State police save woman from fatally overdosing
FOX 32 NEWS - Two Illinois State Troopers are being credited with saving a woman’s life after she overdosed while driving on the tollway.
It started Sunday night while Trooper Raymond Kurut was on routine patrol on I-294 near 75th Street when he got a call of a possible single vehicle crash. When he stopped to help, he could tell the woman was in bad shape.
“She was going through an overdose at that point,” said Trooper Kurut.
He recognized the symptoms and knew he would need to give the 41-year-old woman the opioid antidote Narcan, which all troopers carry with them.

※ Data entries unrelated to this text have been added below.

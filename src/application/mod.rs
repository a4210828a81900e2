pub mod capture_loop;
pub mod controller;
pub mod detectors;
pub mod dto;
pub mod ports;
pub mod services;
pub mod sessions;
mod shared;
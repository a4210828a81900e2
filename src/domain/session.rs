use chrono::{DateTime, Utc};
use serde::{Deserialize, Serialize};

#[derive(Debug, Clone, Copy, PartialEq, Eq, Serialize, Deserialize)]
#[serde(rename_all = "lowercase")]
pub enum DeviceType {
    Desktop,
    Mobile,
    Tablet,
    Unknown,
}

impl DeviceType {
    pub fn parse(raw: &str) -> Self {
        match raw.trim().to_ascii_lowercase().as_str() {
            "desktop" | "laptop" | "pc" => DeviceType::Desktop,
            "mobile" | "phone" => DeviceType::Mobile,
            "tablet" => DeviceType::Tablet,
            _ => DeviceType::Unknown,
        }
    }
}

/// Camera index chosen for each kind of client device.
///
/// This is a heuristic: desktops usually have an external camera at index 1,
/// phones and tablets a single camera at index 0. Nothing probes hardware.
#[derive(Debug, Clone, Copy, PartialEq, Eq, Serialize, Deserialize)]
#[serde(rename_all = "camelCase")]
pub struct CameraIndexPolicy {
    pub desktop: u32,
    pub mobile: u32,
    pub tablet: u32,
}

impl Default for CameraIndexPolicy {
    fn default() -> Self {
        Self { desktop: 1, mobile: 0, tablet: 0 }
    }
}

impl CameraIndexPolicy {
    pub fn index_for(&self, device_type: DeviceType) -> u32 {
        match device_type {
            DeviceType::Desktop | DeviceType::Unknown => self.desktop,
            DeviceType::Mobile => self.mobile,
            DeviceType::Tablet => self.tablet,
        }
    }
}

#[derive(Debug, Clone, Serialize, Deserialize)]
#[serde(rename_all = "camelCase")]
pub struct Session {
    pub device_id: String,
    pub device_type: DeviceType,
    pub user_agent: String,
    pub preferred_camera_index: u32,
    pub created_at: DateTime<Utc>,
    pub last_activity_at: DateTime<Utc>,
}
use image::{imageops, GrayImage, RgbImage};
use imageproc::contours::{find_contours, BorderType};
use imageproc::contrast::otsu_level;
use imageproc::distance_transform::Norm;
use imageproc::edges::canny;
use imageproc::filter::gaussian_blur_f32;
use imageproc::morphology::dilate;
use imageproc::point::Point;

use crate::adapters::vision::overlay::{draw_contours, draw_count, CONTOUR_COLOR};
use crate::application::ports::Detector;
use crate::domain::{
    detection::Algorithm,
    errors::DetectionError,
    frame::{Annotated, Frame},
};

/// Sigma a 7x7 Gaussian kernel gets when none is given: 0.3 * ((7 - 1) / 2 - 1) + 0.8.
pub const BLUR_SIGMA: f32 = 1.4;
pub const CANNY_LOW: f32 = 100.0;
pub const CANNY_HIGH: f32 = 150.0;
/// Zero passes: the dilation is a no-op, kept so edge maps (and counts)
/// stay identical to the dashboard's established behaviour.
pub const CANNY_DILATE_ITERATIONS: usize = 0;

pub type Contour = Vec<Point<i32>>;

/// Grayscale, Gaussian blur, inverse Otsu threshold, simplified external contours.
#[derive(Debug, Default, Clone, Copy)]
pub struct ContourOtsu;

/// Grayscale, Canny (which applies the 7x7 Gaussian blur itself),
/// full-chain external contours.
#[derive(Debug, Default, Clone, Copy)]
pub struct ContourCanny;

impl Detector for ContourOtsu {
    fn algorithm(&self) -> Algorithm {
        Algorithm::Otsu
    }

    fn detect(&self, frame: &Frame) -> Result<Annotated, DetectionError> {
        let blurred = gray_blur(frame.image());
        let mask = inverse_otsu_mask(&blurred);
        let contours: Vec<Contour> = external_contours(&mask)
            .iter()
            .map(|c| approx_simple(c))
            .collect();
        Ok(annotate(frame.image(), &contours))
    }
}

impl Detector for ContourCanny {
    fn algorithm(&self) -> Algorithm {
        Algorithm::Canny
    }

    fn detect(&self, frame: &Frame) -> Result<Annotated, DetectionError> {
        // imageproc's canny blurs with sigma 1.4 before the gradient; a second
        // blur here would weaken edges below the thresholds.
        let gray = imageops::grayscale(frame.image());
        let edges = canny(&gray, CANNY_LOW, CANNY_HIGH);
        let dilated = dilate_passes(&edges, CANNY_DILATE_ITERATIONS);
        let contours = external_contours(&dilated);
        Ok(annotate(frame.image(), &contours))
    }
}

fn annotate(source: &RgbImage, contours: &[Contour]) -> Annotated {
    let mut image = source.clone();
    draw_contours(&mut image, contours, CONTOUR_COLOR);
    draw_count(&mut image, contours.len());
    Annotated { image, count: contours.len() }
}

pub fn gray_blur(image: &RgbImage) -> GrayImage {
    let gray = imageops::grayscale(image);
    gaussian_blur_f32(&gray, BLUR_SIGMA)
}

/// Foreground (255) is everything at or below Otsu's level.
///
/// The legacy fixed cutoff of 80 is never used: Otsu's level always replaces
/// it. A frame with a single intensity has no class split, so it produces an
/// empty mask instead of one frame-sized blob.
pub fn inverse_otsu_mask(blurred: &GrayImage) -> GrayImage {
    let (w, h) = blurred.dimensions();
    let first = blurred.pixels().next().map(|p| p.0[0]);
    if first.map_or(true, |v| blurred.pixels().all(|p| p.0[0] == v)) {
        return GrayImage::new(w, h);
    }

    let level = otsu_level(blurred);
    let mut mask = blurred.clone();
    for p in mask.pixels_mut() {
        p.0[0] = if p.0[0] > level { 0 } else { 255 };
    }
    mask
}

pub fn dilate_passes(edges: &GrayImage, passes: usize) -> GrayImage {
    (0..passes).fold(edges.clone(), |img, _| dilate(&img, Norm::LInf, 1))
}

/// Outer borders of top-level components only, every border pixel kept.
pub fn external_contours(mask: &GrayImage) -> Vec<Contour> {
    find_contours::<i32>(mask)
        .into_iter()
        .filter(|c| c.parent.is_none() && c.border_type == BorderType::Outer)
        .map(|c| c.points)
        .collect()
}

/// Collapses straight runs to their end points, keeping only the pixels
/// where the chain changes direction.
pub fn approx_simple(points: &[Point<i32>]) -> Contour {
    let n = points.len();
    if n < 3 {
        return points.to_vec();
    }
    let mut out: Contour = (0..n)
        .filter(|&i| {
            let prev = points[(i + n - 1) % n];
            let cur = points[i];
            let next = points[(i + 1) % n];
            (cur.x - prev.x, cur.y - prev.y) != (next.x - cur.x, next.y - cur.y)
        })
        .map(|i| points[i])
        .collect();
    if out.is_empty() {
        out.push(points[0]);
    }
    out
}
//! QDII fund quota rows
//!
//! Quota announcements name funds and companies inconsistently. These
//! helpers derive the fields the quota table sorts and renders by.

use crate::core::record::{FieldValue, Record, parse_numeric};
use crate::core::table::{CURRENCY_KEY, QUOTA_KEY};

pub const FUND_NAME_KEY: &str = "fund_name";
pub const FUND_COMPANY_KEY: &str = "fund_company";
pub const SHARE_CLASS_KEY: &str = "share_class";

const USD_MARKERS: [&str; 3] = ["美元", "美汇", "美钞"];

const COMPANY_SUFFIXES: [&str; 4] = [
    "基金管理有限公司",
    "基金管理股份有限公司",
    "基金管理有限责任公司",
    "基金管理（中国）有限公司",
];

const FUND_TAGS: [&str; 7] = ["QDII", "LOF", "ETF", "REIT", "DAX", "CAC40", "FOF"];

const BOND_SUFFIXES: [&str; 3] = ["美元收益债券", "美元债券", "美元债"];

/// Parses quota text such as `"5,000.00"`. Placeholders read as zero.
pub fn parse_quota(text: &str) -> f64 {
    match text.trim() {
        "" | "-" | "N/A" => 0.0,
        t => parse_numeric(&t.replace(',', "")).unwrap_or(0.0),
    }
}

/// `"USD"` when the fund name marks a dollar share class, else `"CNY"`.
pub fn detect_currency(fund_name: &str) -> &'static str {
    if USD_MARKERS.iter().any(|m| fund_name.contains(m)) {
        "USD"
    } else {
        "CNY"
    }
}

pub fn clean_company_name(company: &str) -> String {
    COMPANY_SUFFIXES
        .iter()
        .fold(company.trim().to_string(), |name, suffix| name.replace(suffix, ""))
}

/// Strips product tags like `(QDII)` or `LOF` and dollar-bond wording.
pub fn clean_fund_name(name: &str) -> String {
    let mut cleaned = name.trim().to_string();
    for tag in FUND_TAGS {
        for pattern in [format!("({tag})"), format!("（{tag}）"), tag.to_string()] {
            cleaned = cleaned.replace(&pattern, "");
        }
    }
    for suffix in BOND_SUFFIXES {
        cleaned = cleaned.replace(suffix, "");
    }
    cleaned.trim().to_string()
}

/// First ASCII capital left in the cleaned name (`A`, `C`, `E`, ...).
pub fn share_class(fund_name: &str) -> Option<char> {
    clean_fund_name(fund_name)
        .chars()
        .find(|c| c.is_ascii_uppercase())
}

/// Fills in `quota`, `currency`, `share_class` and a cleaned `fund_company`
/// for a quota row. Fields the source already provides are kept.
pub fn normalize_quota_record(record: &mut Record) {
    if let Some(text) = record.text(QUOTA_KEY).map(str::to_string) {
        record.insert(QUOTA_KEY, parse_quota(&text));
    }

    let name = record.text(FUND_NAME_KEY).unwrap_or_default().to_string();

    if record.is_missing(CURRENCY_KEY) {
        record.insert(CURRENCY_KEY, detect_currency(&name));
    }

    if record.is_missing(SHARE_CLASS_KEY) {
        let class = share_class(&name).map_or("N/A".to_string(), String::from);
        record.insert(SHARE_CLASS_KEY, class);
    }

    if let Some(company) = record.text(FUND_COMPANY_KEY).map(clean_company_name) {
        record.insert(FUND_COMPANY_KEY, FieldValue::Text(company));
    }
}
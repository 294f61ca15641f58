use anyhow::{Error, anyhow};
use std::fmt::Display;
use std::future::Future;
use std::time::Duration;
use tracing::{debug, warn};

/// Attempts made after the first failure.
pub const DEFAULT_RETRIES: usize = 3;
pub const DEFAULT_RETRY_DELAY_MS: u64 = 500;

/// Retries an async operation, sleeping `delay_ms` between attempts.
///
/// Runs at most `1 + retries` times and returns the last error once the
/// attempts are used up.
pub async fn with_retry<F, Fut, T, E>(mut operation: F, retries: usize, delay_ms: u64) -> Result<T, Error>
where
    F: FnMut() -> Fut,
    Fut: Future<Output = Result<T, E>>,
    E: Into<Error> + Display,
{
    let mut attempt = 1;
    loop {
        match operation().await {
            Ok(val) => return Ok(val),
            Err(err) => {
                if attempt > retries {
                    return Err(err.into());
                }
                debug!("Attempt {}/{} failed: {}. Retrying...", attempt, retries, err);
                attempt += 1;
                tokio::time::sleep(Duration::from_millis(delay_ms)).await;
            }
        }
    }
}

/// GET `url`, retrying transport failures and 5xx responses.
///
/// Client errors come back as-is so callers can report the status.
pub async fn send_with_retry(
    client: &reqwest::Client,
    url: &str,
    retries: usize,
    delay_ms: u64,
) -> Result<reqwest::Response, Error> {
    with_retry(
        || async {
            let response = client.get(url).send().await?;
            if response.status().is_server_error() {
                warn!(status = %response.status(), url, "Server error");
                return Err(anyhow!("HTTP error: {}", response.status()));
            }
            Ok::<_, Error>(response)
        },
        retries,
        delay_ms,
    )
    .await
}
pub mod caching;
pub mod records_api;
pub mod util;
pub mod yahoo_finance;

pub use caching::CachingRecordSource;
pub use records_api::HttpRecordSource;
pub use yahoo_finance::YahooChartProvider;
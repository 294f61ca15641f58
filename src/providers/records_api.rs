use anyhow::{Context, Result, anyhow};
use async_trait::async_trait;
use reqwest::Url;
use serde::Deserialize;
use tracing::{debug, instrument};

use crate::core::record::Record;
use crate::core::source::{RecordQuery, RecordSource};
use crate::providers::util::{DEFAULT_RETRIES, DEFAULT_RETRY_DELAY_MS, send_with_retry};

/// Dashboard data API. Serves constituent, fund quota and ETF tables.
pub struct HttpRecordSource {
    base_url: String,
    client: reqwest::Client,
}

/// The API answers with a bare array or wraps it in `data`.
#[derive(Deserialize, Debug)]
#[serde(untagged)]
enum RecordsBody {
    List(Vec<Record>),
    Wrapped { data: Vec<Record> },
}

impl RecordsBody {
    fn into_records(self) -> Vec<Record> {
        match self {
            RecordsBody::List(records) => records,
            RecordsBody::Wrapped { data } => data,
        }
    }
}

impl HttpRecordSource {
    pub fn new(base_url: &str) -> Result<Self> {
        let client = reqwest::Client::builder()
            .user_agent("mktboard/1.0")
            .build()?;
        Ok(Self {
            base_url: base_url.trim_end_matches('/').to_string(),
            client,
        })
    }

    fn url_for(&self, query: &RecordQuery) -> Result<Url> {
        let raw = format!("{}{}", self.base_url, query.dataset.path());
        Url::parse_with_params(&raw, query.filters.iter())
            .with_context(|| format!("Invalid data API URL: {raw}"))
    }
}

#[async_trait]
impl RecordSource for HttpRecordSource {
    #[instrument(name = "RecordsFetch", skip(self), fields(dataset = %query.dataset))]
    async fn fetch_records(&self, query: &RecordQuery) -> Result<Vec<Record>> {
        let url = self.url_for(query)?;
        debug!("Requesting records from {}", url);

        let response = send_with_retry(&self.client, url.as_str(), DEFAULT_RETRIES, DEFAULT_RETRY_DELAY_MS)
            .await
            .with_context(|| format!("Request error for dataset: {}", query.dataset))?;

        if !response.status().is_success() {
            return Err(anyhow!(
                "HTTP error: {} for dataset: {}",
                response.status(),
                query.dataset
            ));
        }

        let text = response.text().await?;
        let body: RecordsBody = serde_json::from_str(&text)
            .map_err(|e| anyhow!("Failed to parse records for {}: {}", query.dataset, e))?;
        let records = body.into_records();
        debug!(count = records.len(), "Received records");
        Ok(records)
    }
}
use comfy_table::modifiers::UTF8_ROUND_CORNERS;
use comfy_table::presets::UTF8_FULL;
use comfy_table::{Attribute, Cell, CellAlignment, Color, ContentArrangement, Table};
use console::style;
use indicatif::{ProgressBar, ProgressStyle};
use std::time::Duration;

/// Placeholder for missing values.
pub const MISSING: &str = "-";

const SPARK_LEVELS: [char; 8] = ['▁', '▂', '▃', '▄', '▅', '▆', '▇', '█'];

/// Defines different styles for text elements.
pub enum StyleType {
    Title,
    Label,
    Subtle,
}

/// Applies a consistent style to a string.
pub fn style_text(text: &str, style_type: StyleType) -> String {
    let styled = match style_type {
        StyleType::Title => style(text).bold().underlined(),
        StyleType::Label => style(text).bold(),
        StyleType::Subtle => style(text).dim(),
    };
    styled.to_string()
}

/// Creates a new `comfy_table::Table` with standard styling.
pub fn new_styled_table() -> Table {
    let mut table = Table::new();
    table
        .load_preset(UTF8_FULL)
        .apply_modifier(UTF8_ROUND_CORNERS)
        .set_content_arrangement(ContentArrangement::Dynamic);
    table
}

/// Creates a styled header cell for a table.
pub fn header_cell(text: &str) -> Cell {
    Cell::new(text)
        .fg(Color::Cyan)
        .add_attribute(Attribute::Bold)
}

/// Header of the column the table is sorted by, with a direction marker.
pub fn sorted_header_cell(text: &str, ascending: bool) -> Cell {
    let arrow = if ascending { "▲" } else { "▼" };
    Cell::new(format!("{text} {arrow}"))
        .fg(Color::Yellow)
        .add_attribute(Attribute::Bold)
}

pub fn missing_cell() -> Cell {
    Cell::new(MISSING)
        .fg(Color::DarkGrey)
        .set_alignment(CellAlignment::Right)
}

/// Formats an `Option<T>` into a right-aligned `Cell`. `None` is displayed as "-".
pub fn format_optional_cell<T>(value: Option<T>, format_fn: impl Fn(T) -> String) -> Cell {
    value.map_or_else(missing_cell, |v| {
        Cell::new(format_fn(v)).set_alignment(CellAlignment::Right)
    })
}

/// Creates a cell for displaying percentage change with color coding.
pub fn change_cell(change: f64) -> Cell {
    let text = format!("{change:+.2}%");
    let color = if change >= 0.0 { Color::Green } else { Color::Red };
    Cell::new(text).fg(color).set_alignment(CellAlignment::Right)
}

/// Price cell coloured against a reference price (usually previous close).
pub fn price_cell(price: f64, reference: Option<f64>) -> Cell {
    let cell = Cell::new(format!("{price:.2}")).set_alignment(CellAlignment::Right);
    match reference {
        Some(r) if price > r => cell.fg(Color::Green),
        Some(r) if price < r => cell.fg(Color::Red),
        _ => cell,
    }
}

/// Abbreviates large amounts: 1.52T, 830.00B, 12.40M, 9.10K.
pub fn format_compact(value: f64) -> String {
    let abs = value.abs();
    if abs >= 1e12 {
        format!("{:.2}T", value / 1e12)
    } else if abs >= 1e9 {
        format!("{:.2}B", value / 1e9)
    } else if abs >= 1e6 {
        format!("{:.2}M", value / 1e6)
    } else if abs >= 1e3 {
        format!("{:.2}K", value / 1e3)
    } else {
        format!("{value:.2}")
    }
}

/// Maps prices onto block characters, resampled to at most `width` glyphs.
pub fn sparkline(prices: &[f64], width: usize) -> String {
    if prices.is_empty() || width == 0 {
        return String::new();
    }

    let step = prices.len().div_ceil(width);
    let sampled: Vec<f64> = prices
        .chunks(step)
        .filter_map(|chunk| chunk.last().copied())
        .collect();

    let min = sampled.iter().copied().fold(f64::INFINITY, f64::min);
    let max = sampled.iter().copied().fold(f64::NEG_INFINITY, f64::max);
    let span = max - min;
    let top = SPARK_LEVELS.len() - 1;

    sampled
        .iter()
        .map(|p| {
            if span <= 0.0 {
                SPARK_LEVELS[top / 2]
            } else {
                let level = ((p - min) / span * top as f64).round() as usize;
                SPARK_LEVELS[level.min(top)]
            }
        })
        .collect()
}

/// Spinner shown while a fetch is in flight.
pub fn new_spinner(message: String) -> ProgressBar {
    let pb = ProgressBar::new_spinner();
    if let Ok(spinner_style) = ProgressStyle::default_spinner().template("{spinner:.green} {msg}") {
        pb.set_style(spinner_style);
    }
    pb.set_message(message);
    pb.enable_steady_tick(Duration::from_millis(100));
    pb
}

/// Progress bar for fan-out fetches.
pub fn new_progress_bar(len: u64, message: String) -> ProgressBar {
    let pb = ProgressBar::new(len);
    if let Ok(bar_style) = ProgressStyle::default_bar()
        .template("{spinner:.green} {msg} [{bar:40.cyan/blue}] {pos}/{len}")
    {
        pb.set_style(bar_style.progress_chars("#>-"));
    }
    pb.set_message(message);
    pb
}

/// Prints a separator line matching the terminal width.
pub fn print_separator() {
    let term_width = console::Term::stdout()
        .size_checked()
        .map(|(_, w)| w as usize)
        .unwrap_or(80);
    println!("\n{}", "─".repeat(term_width));
}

“Discoloration of her skin, dark blue gray color, her lips her fingernails were purple, very labored breathing, pulse was, I could barely find the pulse, it was extremely weak,” Kurut said.
The driver had slid over to the passenger seat, but a man in the car with her said she had been driving.
“She was in and out of consciousness while she was behind the wheel, and she moved over to the passenger seat where she said she was going to sleep,” Kurut said.
“We injected the Narcan into her her nose and you don't see the response immediately,” said Trooper Matthew Dumais of Illinois State Police.
Dumais actually administered the second of four doses the woman would need to survive.
It's reminiscent of other recent cases in the news of people passed out behind the wheel from heroin overdoses, some even with children in the car with them.
In Sunday's case, troopers say the woman had taken a form of opioid pills. They say she and others on the road are very fortunate.
“It is relieving for someone to respond, sometimes you do what you can and they're not able to, so it is a good feeling,” Dumais said.
“Without a doubt she's alive today because of the Narcan we administered to her,” Kurut said.
The woman was taken to a local hospital and charges against her are now pending.